Na próxima visão, no capítulo 5, Zacarias vê um pergaminho voador com nove metros de comprimento e 4,5 de largura. O anjo logo explica que isso é uma maldição que vai cair sobre aqueles que quebram o oitavo e o nono mandamentos (Ex 20.15-16). O princípio é que aquele que quebra a Lei do Senhor será amaldiçoado, algo óbvio em toda a Bíblia. O sucesso de Judá como nação não implicaria na tranqüilidade plena de todos os indivíduos que compõe o povo, pois aqueles que pecassem ainda seriam alvos da ira de Deus.

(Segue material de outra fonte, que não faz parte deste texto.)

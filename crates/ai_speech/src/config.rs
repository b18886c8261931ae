//! Configuration for speech providers

use serde::{Deserialize, Serialize};

/// OpenAI transcription settings
#[derive(Debug, Clone, Serialize, Deserialize)]
pub struct OpenAiSpeechConfig {
    /// API key; requests fail with a configuration error when absent
    #[serde(default)]
    pub api_key: Option<String>,

    /// API base URL (for proxies or test servers)
    #[serde(default = "default_openai_base_url")]
    pub base_url: String,

    /// Speech-to-text model
    #[serde(default = "default_stt_model")]
    pub model: String,

    /// Request timeout in milliseconds
    #[serde(default = "default_openai_timeout_ms")]
    pub timeout_ms: u64,
}

fn default_openai_base_url() -> String {
    "https://api.openai.com/v1".to_string()
}

fn default_stt_model() -> String {
    "whisper-1".to_string()
}

const fn default_openai_timeout_ms() -> u64 {
    120_000
}

impl Default for OpenAiSpeechConfig {
    fn default() -> Self {
        Self {
            api_key: None,
            base_url: default_openai_base_url(),
            model: default_stt_model(),
            timeout_ms: default_openai_timeout_ms(),
        }
    }
}

impl OpenAiSpeechConfig {
    /// Whether a non-empty API key is present
    pub fn has_api_key(&self) -> bool {
        self.api_key.as_deref().is_some_and(|k| !k.trim().is_empty())
    }

    /// Validate the configuration
    ///
    /// A missing key is allowed here; it is reported per request.
    pub fn validate(&self) -> Result<(), String> {
        if self.base_url.is_empty() {
            return Err("OpenAI base URL cannot be empty".to_string());
        }
        if self.model.is_empty() {
            return Err("Transcription model cannot be empty".to_string());
        }
        if self.timeout_ms == 0 {
            return Err("Timeout must be greater than 0".to_string());
        }
        Ok(())
    }
}

/// ElevenLabs voice cloning and synthesis settings
#[derive(Debug, Clone, Serialize, Deserialize)]
pub struct ElevenLabsConfig {
    #[serde(default)]
    pub api_key: Option<String>,

    #[serde(default = "default_elevenlabs_base_url")]
    pub base_url: String,

    /// Text-to-speech model id
    #[serde(default = "default_tts_model")]
    pub model_id: String,

    #[serde(default = "default_voice_setting")]
    pub stability: f32,

    #[serde(default = "default_voice_setting")]
    pub similarity_boost: f32,

    /// Voice used when a caller names none
    #[serde(default = "default_voice_id")]
    pub default_voice_id: String,

    /// Request timeout in milliseconds
    #[serde(default = "default_elevenlabs_timeout_ms")]
    pub timeout_ms: u64,
}

fn default_elevenlabs_base_url() -> String {
    "https://api.elevenlabs.io/v1".to_string()
}

fn default_tts_model() -> String {
    "eleven_monolingual_v1".to_string()
}

const fn default_voice_setting() -> f32 {
    0.5
}

fn default_voice_id() -> String {
    "21m00Tcm4TlvDq8ikWAM".to_string()
}

const fn default_elevenlabs_timeout_ms() -> u64 {
    120_000
}

impl Default for ElevenLabsConfig {
    fn default() -> Self {
        Self {
            api_key: None,
            base_url: default_elevenlabs_base_url(),
            model_id: default_tts_model(),
            stability: default_voice_setting(),
            similarity_boost: default_voice_setting(),
            default_voice_id: default_voice_id(),
            timeout_ms: default_elevenlabs_timeout_ms(),
        }
    }
}

impl ElevenLabsConfig {
    pub fn has_api_key(&self) -> bool {
        self.api_key.as_deref().is_some_and(|k| !k.trim().is_empty())
    }

    pub fn validate(&self) -> Result<(), String> {
        if self.base_url.is_empty() {
            return Err("ElevenLabs base URL cannot be empty".to_string());
        }
        if !(0.0..=1.0).contains(&self.stability) {
            return Err(format!(
                "Stability must be between 0.0 and 1.0, got {}",
                self.stability
            ));
        }
        if !(0.0..=1.0).contains(&self.similarity_boost) {
            return Err(format!(
                "Similarity boost must be between 0.0 and 1.0, got {}",
                self.similarity_boost
            ));
        }
        if self.timeout_ms == 0 {
            return Err("Timeout must be greater than 0".to_string());
        }
        Ok(())
    }
}
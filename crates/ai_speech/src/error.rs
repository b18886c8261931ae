//! Speech provider errors

use thiserror::Error;

/// Errors that can occur talking to a speech provider
#[derive(Debug, Error)]
pub enum SpeechError {
    /// Failed to connect to speech service
    #[error("Connection failed: {0}")]
    ConnectionFailed(String),

    /// Request to speech service failed in transport
    #[error("Request failed: {0}")]
    RequestFailed(String),

    /// The provider answered with a non-success status; `message` is the
    /// provider's own explanation
    #[error("{message}")]
    Rejected { status: u16, message: String },

    /// Invalid response from service
    #[error("Invalid response: {0}")]
    InvalidResponse(String),

    /// Timeout during processing
    #[error("Speech processing timeout after {0}ms")]
    Timeout(u64),

    /// Invalid or missing configuration
    #[error("Configuration error: {0}")]
    Configuration(String),

    /// Local audio file could not be read
    #[error("Audio file error: {0}")]
    AudioFile(String),
}

impl SpeechError {
    /// Whether the provider refused the request (as opposed to being unreachable)
    pub const fn is_rejection(&self) -> bool {
        matches!(self, Self::Rejected { .. })
    }
}

impl From<reqwest::Error> for SpeechError {
    fn from(err: reqwest::Error) -> Self {
        if err.is_timeout() {
            Self::RequestFailed(format!("request timed out: {err}"))
        } else if err.is_connect() {
            Self::ConnectionFailed(err.to_string())
        } else {
            Self::RequestFailed(err.to_string())
        }
    }
}

impl From<std::io::Error> for SpeechError {
    fn from(err: std::io::Error) -> Self {
        Self::AudioFile(err.to_string())
    }
}

#[cfg(test)]
mod tests {
    use super::*;

    #[test]
    fn rejected_shows_provider_message_only() {
        let err = SpeechError::Rejected {
            status: 400,
            message: "Invalid file format.".to_string(),
        };
        assert_eq!(err.to_string(), "Invalid file format.");
        assert!(err.is_rejection());
    }

    #[test]
    fn configuration_error_message() {
        let err = SpeechError::Configuration("missing API key".to_string());
        assert_eq!(err.to_string(), "Configuration error: missing API key");
        assert!(!err.is_rejection());
    }

    #[test]
    fn timeout_error_message() {
        let err = SpeechError::Timeout(30000);
        assert_eq!(err.to_string(), "Speech processing timeout after 30000ms");
    }

    #[test]
    fn io_errors_become_audio_file_errors() {
        let io = std::io::Error::new(std::io::ErrorKind::NotFound, "gone");
        assert!(matches!(SpeechError::from(io), SpeechError::AudioFile(_)));
    }
}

Os sete olhos que vigiam os inimigos também vigiavam o povo. Mesmo o interior do nosso coração não está seguro ao perscrutar de Deus. Segue-se que não devemos achar que estamos seguros da punição de divina só porque estamos junto ao povo visível de Deus, porque participamos de uma Igreja local; se não estivermos sob a proteção do Renovo, Satanás vai nos devorar como um leão faminto.

A seguir Zacarias vê um efa. Essa palavra designa uma medida de grãos equivalente a aproximadamente 22 litros, mas também pode ser usada como um recipiente de grãos de qualquer tamanho. Esse efa tinha uma tampa de chumbo, designada como kikkar, que indica que o recipiente tem uma forma arredonda. Havia uma mulher sentada dentro dele, que representa a iniqüidade de toda a terra (Zc 5.6-8). Então surgem duas mulheres aladas que levam o efa para Sinar, terra de localização incerta que está dentro ou é idêntica à Babilônia[11]. Se a visão do pergaminho relembra as maldições destinadas aos judeus que quebrassem a Lei, essa relembra que o exílio babilônico foi a aplicação nacional dessa maldição a Judá. Segue-se que, se eles obedecessem a Deus de todo o coração e guardassem a Lei, poderiam ter plena certeza da sua permanência na terra santa, porque a razão por que eles foram removidos de lá não era outra senão o próprio pecado deles.

Na visão final desse ciclo, que se assemelha à primeira no capítulo 1, o profeta vê quatro carruagens que saem dentre dois montes de bronze e percorrem toda a terra, indo cada um por um lado. Cada carruagem tem cavalos de uma cor: vermelhos, brancos, pretos e baios. Segundo o anjo, essas carruagens são os quatro ruot hashshamayim, os ventos que vêm dos céus. A mesma idéia aparece em Zc 2.6, em que é dito que os judeus foram espalhados como os quatro ventos (Norte, Sul, Leste e Oeste) que vêm dos céus. Em Daniel 7, vemos os quatro ventos lutando contra quatro grandes animais, que representam quatro impérios, mas a visão de Zacarias parece ter um sentido mais geral, significando a ação de Deus contra todas as nações ímpias.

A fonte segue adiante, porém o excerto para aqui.